**What the task requires:**
Among the records below, count the lines where "impl" occurs, and report that total alone.

═════ Extracted data ═════

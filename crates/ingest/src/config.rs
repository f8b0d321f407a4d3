//! Pipeline policy configuration.
//!
//! Two row-handling policies coexist in the upstream feeds and are kept as
//! distinct named values rather than merged. Defaults match the feeds they
//! came from: the PO-tracker feed filters unbilled noise rows before
//! grouping, the annual budget sheet keeps every row and trusts its
//! explicit total rows.

use serde::Deserialize;

use crate::error::ParseError;

/// Row admission applied before tracker grouping.
#[derive(Debug, Clone, Copy, PartialEq, Eq, Deserialize)]
#[serde(rename_all = "snake_case")]
pub enum RowFilter {
    /// Drop rows with no PO, or with zero payable and zero billable.
    BilledWithPo,
    /// Admit every mapped row.
    KeepAll,
}

/// Source of truth for campaign-level budget figures.
#[derive(Debug, Clone, Copy, PartialEq, Eq, Deserialize)]
#[serde(rename_all = "snake_case")]
pub enum TotalsPolicy {
    /// An explicit "Total" sentinel row overwrites the running aggregate.
    TotalRowWins,
    /// Total rows are ignored; campaign figures stay the running sum.
    SumChannels,
}

#[derive(Debug, Clone, Copy, Deserialize)]
pub struct TrackerPolicy {
    #[serde(default = "default_row_filter")]
    pub row_filter: RowFilter,
}

impl Default for TrackerPolicy {
    fn default() -> Self {
        Self {
            row_filter: RowFilter::BilledWithPo,
        }
    }
}

fn default_row_filter() -> RowFilter {
    RowFilter::BilledWithPo
}

#[derive(Debug, Clone, Copy, Deserialize)]
pub struct BudgetPolicy {
    #[serde(default = "default_totals")]
    pub totals: TotalsPolicy,
}

impl Default for BudgetPolicy {
    fn default() -> Self {
        Self {
            totals: TotalsPolicy::TotalRowWins,
        }
    }
}

fn default_totals() -> TotalsPolicy {
    TotalsPolicy::TotalRowWins
}

#[derive(Debug, Clone, Copy, Default, Deserialize)]
pub struct PipelineConfig {
    #[serde(default)]
    pub tracker: TrackerPolicy,
    #[serde(default)]
    pub budget: BudgetPolicy,
}

impl PipelineConfig {
    pub fn from_toml(text: &str) -> Result<Self, ParseError> {
        toml::from_str(text).map_err(|e| ParseError::Config(e.to_string()))
    }
}

#[cfg(test)]
mod tests {
    use super::*;

    #[test]
    fn defaults_match_the_source_pipelines() {
        let config = PipelineConfig::default();
        assert_eq!(config.tracker.row_filter, RowFilter::BilledWithPo);
        assert_eq!(config.budget.totals, TotalsPolicy::TotalRowWins);
    }

    #[test]
    fn from_toml_overrides() {
        let config = PipelineConfig::from_toml(
            r#"
[tracker]
row_filter = "keep_all"

[budget]
totals = "sum_channels"
"#,
        )
        .unwrap();
        assert_eq!(config.tracker.row_filter, RowFilter::KeepAll);
        assert_eq!(config.budget.totals, TotalsPolicy::SumChannels);
    }

    #[test]
    fn empty_toml_uses_defaults() {
        let config = PipelineConfig::from_toml("").unwrap();
        assert_eq!(config.tracker.row_filter, RowFilter::BilledWithPo);
    }

    #[test]
    fn bad_toml_is_a_config_error() {
        let err = PipelineConfig::from_toml("[tracker]\nrow_filter = \"everything\"").unwrap_err();
        assert!(matches!(err, ParseError::Config(_)));
    }
}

═════

**Reply to the task:**
3